• _Problem statement_
Only the lines containing "AToZ" should appear in the answer, copied from the listing below.

• _Data shown_
- - -

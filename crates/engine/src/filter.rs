//! The user's active view over operations.
//!
//! A [`Filter`] is a plain value: it is restored from local state, changed by user
//! action and translated into store query parameters by [`Filter::query`].

use std::{fmt, str::FromStr};

use api_types::{Id, operation::OperationKind};
use serde::{Deserialize, Serialize};

use crate::{EngineError, ResultEngine};

const ALL: &str = "all";

#[derive(Clone, Copy, Debug, Default, PartialEq, Eq, Serialize, Deserialize)]
#[serde(rename_all = "lowercase")]
pub enum TypeFilter {
    #[default]
    All,
    Income,
    Expense,
}

impl TypeFilter {
    /// The operation kind to filter on, `None` for the `all` sentinel.
    pub fn kind(self) -> Option<OperationKind> {
        match self {
            Self::All => None,
            Self::Income => Some(OperationKind::Income),
            Self::Expense => Some(OperationKind::Expense),
        }
    }
}

impl FromStr for TypeFilter {
    type Err = EngineError;

    fn from_str(s: &str) -> Result<Self, Self::Err> {
        match s.trim().to_ascii_lowercase().as_str() {
            ALL => Ok(Self::All),
            "income" => Ok(Self::Income),
            "expense" => Ok(Self::Expense),
            other => Err(EngineError::Validation(format!(
                "unknown operation type: {other}"
            ))),
        }
    }
}

/// Either every category or a single category id.
///
/// Stored as a plain string: `"all"` or the category id.
#[derive(Clone, Debug, Default, PartialEq, Eq, Serialize, Deserialize)]
#[serde(from = "Id", into = "Id")]
pub enum CategoryFilter {
    #[default]
    All,
    Only(Id),
}

impl CategoryFilter {
    pub fn id(&self) -> Option<&Id> {
        match self {
            Self::All => None,
            Self::Only(id) => Some(id),
        }
    }
}

impl From<Id> for CategoryFilter {
    fn from(value: Id) -> Self {
        if value.is_empty() || value.as_str() == ALL {
            Self::All
        } else {
            Self::Only(value)
        }
    }
}

impl From<CategoryFilter> for Id {
    fn from(value: CategoryFilter) -> Self {
        match value {
            CategoryFilter::All => Id::from(ALL),
            CategoryFilter::Only(id) => id,
        }
    }
}

impl FromStr for CategoryFilter {
    type Err = EngineError;

    fn from_str(s: &str) -> Result<Self, Self::Err> {
        Ok(Self::from(Id::from(s.trim())))
    }
}

#[derive(Clone, Copy, Debug, PartialEq, Eq)]
pub enum SortDirection {
    Asc,
    Desc,
}

impl SortDirection {
    pub fn as_str(self) -> &'static str {
        match self {
            Self::Asc => "asc",
            Self::Desc => "desc",
        }
    }
}

#[derive(Clone, Copy, Debug, Default, PartialEq, Eq, Serialize, Deserialize)]
pub enum SortBy {
    #[default]
    #[serde(rename = "recent")]
    Recent,
    #[serde(rename = "less-recent")]
    LessRecent,
    #[serde(rename = "higher-amount")]
    HigherAmount,
    #[serde(rename = "lower-amount")]
    LowerAmount,
    #[serde(rename = "a-z")]
    AToZ,
    #[serde(rename = "z-a")]
    ZToA,
}

impl SortBy {
    pub const ALL: [SortBy; 6] = [
        Self::Recent,
        Self::LessRecent,
        Self::HigherAmount,
        Self::LowerAmount,
        Self::AToZ,
        Self::ZToA,
    ];

    pub fn as_str(self) -> &'static str {
        match self {
            Self::Recent => "recent",
            Self::LessRecent => "less-recent",
            Self::HigherAmount => "higher-amount",
            Self::LowerAmount => "lower-amount",
            Self::AToZ => "a-z",
            Self::ZToA => "z-a",
        }
    }

    /// Store field and direction this sort order maps to.
    pub fn field_and_direction(self) -> (&'static str, SortDirection) {
        match self {
            Self::Recent => ("date", SortDirection::Desc),
            Self::LessRecent => ("date", SortDirection::Asc),
            Self::HigherAmount => ("amount", SortDirection::Desc),
            Self::LowerAmount => ("amount", SortDirection::Asc),
            Self::AToZ => ("description", SortDirection::Asc),
            Self::ZToA => ("description", SortDirection::Desc),
        }
    }
}

impl fmt::Display for SortBy {
    fn fmt(&self, f: &mut fmt::Formatter<'_>) -> fmt::Result {
        f.write_str(self.as_str())
    }
}

impl FromStr for SortBy {
    type Err = EngineError;

    fn from_str(s: &str) -> Result<Self, Self::Err> {
        let wanted = s.trim().to_ascii_lowercase();
        Self::ALL
            .into_iter()
            .find(|sort| sort.as_str() == wanted)
            .ok_or_else(|| EngineError::Validation(format!("unknown sort order: {wanted}")))
    }
}

/// View constraints applied when listing operations.
#[derive(Clone, Debug, Default, PartialEq, Eq, Serialize, Deserialize)]
#[serde(default)]
pub struct Filter {
    #[serde(rename = "type")]
    pub kind: TypeFilter,
    pub category: CategoryFilter,
    #[serde(rename = "sortBy")]
    pub sort_by: SortBy,
}

impl Filter {
    /// Every operation of one category, in the default order.
    pub fn for_category(id: Id) -> Self {
        Self {
            category: CategoryFilter::from(id),
            ..Self::default()
        }
    }

    /// Query parameters for `GET /operations`.
    ///
    /// `type` and `category` are omitted for the `all` sentinel; the sort order is
    /// always sent as `_sort`/`_order`.
    pub fn query(&self) -> Vec<(&'static str, String)> {
        let mut params = Vec::with_capacity(4);
        if let Some(kind) = self.kind.kind() {
            params.push(("type", kind.as_str().to_string()));
        }
        if let Some(id) = self.category.id() {
            params.push(("category", id.to_string()));
        }
        let (field, direction) = self.sort_by.field_and_direction();
        params.push(("_sort", field.to_string()));
        params.push(("_order", direction.as_str().to_string()));
        params
    }
}

/// Parse an operation kind typed by the user (`income`/`expense`).
pub fn parse_kind(value: &str) -> ResultEngine<OperationKind> {
    TypeFilter::from_str(value)?.kind().ok_or_else(|| {
        EngineError::Validation("operation type must be income or expense".to_string())
    })
}
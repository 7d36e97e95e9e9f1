//! HTTP implementation of the engine's [`Store`] for a json-server style REST API.
//!
//! Resources live at `/operations`, `/categories` and `/users`; listing supports
//! equality filters and `_sort`/`_order` query parameters.

use api_types::{
    Id,
    category::{Category, CategoryNew},
    operation::{Operation, OperationNew},
    user::User,
};
use engine::{Filter, GatewayError, GatewayResult, Store};
use reqwest::{Method, Url};
use serde::{Serialize, de::DeserializeOwned};

mod error;

const OPERATIONS: &str = "operations";
const CATEGORIES: &str = "categories";
const USERS: &str = "users";

#[derive(Clone, Debug)]
pub struct HttpStore {
    http: reqwest::Client,
    base_url: String,
}

impl HttpStore {
    pub fn new(base_url: &str) -> GatewayResult<Self> {
        Self::with_client(reqwest::Client::new(), base_url)
    }

    /// Use a preconfigured client (timeouts, proxies, ...).
    pub fn with_client(http: reqwest::Client, base_url: &str) -> GatewayResult<Self> {
        let parsed = Url::parse(base_url)
            .map_err(|err| GatewayError::InvalidUrl(format!("{base_url}: {err}")))?;
        if parsed.cannot_be_a_base() || !matches!(parsed.scheme(), "http" | "https") {
            return Err(GatewayError::InvalidUrl(base_url.to_string()));
        }
        Ok(Self {
            http,
            base_url: base_url.trim_end_matches('/').to_string(),
        })
    }

    pub fn base_url(&self) -> &str {
        &self.base_url
    }

    fn url(&self, path: &str) -> String {
        format!("{}/{}", self.base_url, path.trim_start_matches('/'))
    }

    async fn get_json<TResp: DeserializeOwned>(
        &self,
        path: &str,
        query: &[(&str, String)],
    ) -> GatewayResult<TResp> {
        tracing::debug!(path, ?query, "GET");
        let res = self
            .http
            .get(self.url(path))
            .query(query)
            .send()
            .await
            .map_err(error::transport)?;

        if res.status().is_success() {
            return res.json::<TResp>().await.map_err(error::transport);
        }
        Err(error::status(res).await)
    }

    async fn send_json<TReq: Serialize + ?Sized, TResp: DeserializeOwned>(
        &self,
        method: Method,
        path: &str,
        body: &TReq,
    ) -> GatewayResult<TResp> {
        tracing::debug!(%method, path, "sending");
        let res = self
            .http
            .request(method, self.url(path))
            .json(body)
            .send()
            .await
            .map_err(error::transport)?;

        if res.status().is_success() {
            return res.json::<TResp>().await.map_err(error::transport);
        }
        Err(error::status(res).await)
    }

    async fn delete(&self, path: &str) -> GatewayResult<()> {
        tracing::debug!(path, "DELETE");
        let res = self
            .http
            .delete(self.url(path))
            .send()
            .await
            .map_err(error::transport)?;

        if res.status().is_success() {
            return Ok(());
        }
        Err(error::status(res).await)
    }
}

fn item(resource: &str, id: &Id) -> String {
    format!("{resource}/{id}")
}

impl Store for HttpStore {
    async fn list_operations(&self, filter: &Filter) -> GatewayResult<Vec<Operation>> {
        self.get_json(OPERATIONS, &filter.query()).await
    }

    async fn create_operation(&self, payload: &OperationNew) -> GatewayResult<Operation> {
        self.send_json(Method::POST, OPERATIONS, payload).await
    }

    async fn update_operation(&self, id: &Id, payload: &OperationNew) -> GatewayResult<Operation> {
        self.send_json(Method::PUT, &item(OPERATIONS, id), payload)
            .await
    }

    async fn remove_operation(&self, id: &Id) -> GatewayResult<()> {
        self.delete(&item(OPERATIONS, id)).await
    }

    async fn list_categories(&self) -> GatewayResult<Vec<Category>> {
        self.get_json(CATEGORIES, &[]).await
    }

    async fn create_category(&self, payload: &CategoryNew) -> GatewayResult<Category> {
        self.send_json(Method::POST, CATEGORIES, payload).await
    }

    async fn update_category(&self, id: &Id, payload: &CategoryNew) -> GatewayResult<Category> {
        self.send_json(Method::PUT, &item(CATEGORIES, id), payload)
            .await
    }

    async fn remove_category(&self, id: &Id) -> GatewayResult<()> {
        self.delete(&item(CATEGORIES, id)).await
    }

    async fn list_users(&self) -> GatewayResult<Vec<User>> {
        self.get_json(USERS, &[]).await
    }
}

- - -

• _Answer box_
    AToZ,
        Self::AToZ,
            Self::AToZ => "a-z",
            Self::AToZ => ("description", SortDirection::Asc),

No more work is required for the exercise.